Material for this task |
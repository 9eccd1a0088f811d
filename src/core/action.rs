//! File actions extracted from a plan

use crate::core::error::PipelineError;
use serde::{Deserialize, Serialize};
use std::fmt;
use std::path::{Component, Path};

/// Priority rank for essential structure
pub const PRIORITY_ESSENTIAL: u8 = 1;
/// Priority rank for regular components
pub const PRIORITY_COMPONENT: u8 = 2;
/// Priority rank for optional extras
pub const PRIORITY_OPTIONAL: u8 = 3;

/// Extensions treated as documentation when the model omits `fileType`
const DOC_EXTENSIONS: &[&str] = &["md", "markdown", "txt", "rst", "adoc"];

/// What an action asks to do with its path
#[derive(Debug, Clone, PartialEq, Eq, Serialize, Deserialize)]
#[serde(from = "String", into = "String")]
pub enum Operation {
    Create,
    Modify,
    /// Anything else; never applied, always sent to manual review
    Other(String),
}

impl From<String> for Operation {
    fn from(value: String) -> Self {
        match value.trim().to_lowercase().as_str() {
            "create" => Operation::Create,
            "modify" => Operation::Modify,
            _ => Operation::Other(value),
        }
    }
}

impl From<Operation> for String {
    fn from(op: Operation) -> Self {
        op.to_string()
    }
}

impl fmt::Display for Operation {
    fn fmt(&self, f: &mut fmt::Formatter<'_>) -> fmt::Result {
        match self {
            Operation::Create => write!(f, "create"),
            Operation::Modify => write!(f, "modify"),
            Operation::Other(s) => write!(f, "{}", s),
        }
    }
}

/// Whether a file is meant for humans or for the compiler
#[derive(Debug, Clone, Copy, PartialEq, Eq, Serialize, Deserialize)]
#[serde(rename_all = "lowercase")]
pub enum FileType {
    Code,
    Documentation,
}

impl FileType {
    /// Parse a model-supplied type name, accepting a few common spellings
    pub fn parse(value: &str) -> Option<Self> {
        match value.trim().to_lowercase().as_str() {
            "code" | "source" => Some(FileType::Code),
            "documentation" | "docs" | "doc" => Some(FileType::Documentation),
            _ => None,
        }
    }

    /// Guess the type from a path's extension
    pub fn infer(path: &str) -> Self {
        let ext = Path::new(path)
            .extension()
            .and_then(|e| e.to_str())
            .map(|e| e.to_lowercase());

        match ext {
            Some(ext) if DOC_EXTENSIONS.contains(&ext.as_str()) => FileType::Documentation,
            _ => FileType::Code,
        }
    }
}

/// One create/modify instruction extracted from a plan
#[derive(Debug, Clone, PartialEq, Eq, Serialize, Deserialize)]
#[serde(rename_all = "camelCase")]
pub struct FileAction {
    #[serde(rename = "action")]
    pub operation: Operation,

    /// Path relative to the materialization target
    pub path: String,

    /// Full or partial file content
    pub content: String,

    /// Model's own claim that the content is a finished implementation
    pub is_complete: bool,

    /// 1 = essential structure, 2 = component, 3 = optional
    pub priority: u8,

    pub file_type: FileType,
}

impl FileAction {
    pub fn create(path: &str, content: &str) -> Self {
        Self {
            operation: Operation::Create,
            path: path.to_string(),
            content: content.to_string(),
            is_complete: true,
            priority: PRIORITY_COMPONENT,
            file_type: FileType::infer(path),
        }
    }

    pub fn modify(path: &str, content: &str) -> Self {
        Self {
            operation: Operation::Modify,
            ..Self::create(path, content)
        }
    }

    pub fn with_priority(mut self, priority: u8) -> Self {
        self.priority = clamp_priority(priority);
        self
    }

    pub fn with_complete(mut self, is_complete: bool) -> Self {
        self.is_complete = is_complete;
        self
    }

    pub fn with_file_type(mut self, file_type: FileType) -> Self {
        self.file_type = file_type;
        self
    }
}

/// Clamp a priority into the 1..=3 range
pub fn clamp_priority(priority: u8) -> u8 {
    priority.clamp(PRIORITY_ESSENTIAL, PRIORITY_OPTIONAL)
}

/// Check that `path` is a non-empty relative path without parent segments
pub fn validate_relative_path(path: &str) -> Result<&Path, PipelineError> {
    let invalid = |reason: &str| PipelineError::InvalidPath {
        path: path.to_string(),
        reason: reason.to_string(),
    };

    if path.trim().is_empty() {
        return Err(invalid("empty path"));
    }
    if path.starts_with('/') || path.starts_with('\\') {
        return Err(invalid("absolute path"));
    }
    // Windows drive prefixes are not caught by Path on unix hosts
    if path.len() >= 2 && path.as_bytes()[1] == b':' && path.as_bytes()[0].is_ascii_alphabetic() {
        return Err(invalid("absolute path"));
    }
    if path.split(['/', '\\']).any(|segment| segment == "..") {
        return Err(invalid("parent directory segment"));
    }

    let as_path = Path::new(path);
    for component in as_path.components() {
        match component {
            Component::RootDir | Component::Prefix(_) => return Err(invalid("absolute path")),
            Component::ParentDir => return Err(invalid("parent directory segment")),
            Component::CurDir | Component::Normal(_) => {}
        }
    }

    Ok(as_path)
}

About this task | Go through the records. Copy each line where "extracted" appears.

Output |
//! File actions extracted from a plan
/// One create/modify instruction extracted from a plan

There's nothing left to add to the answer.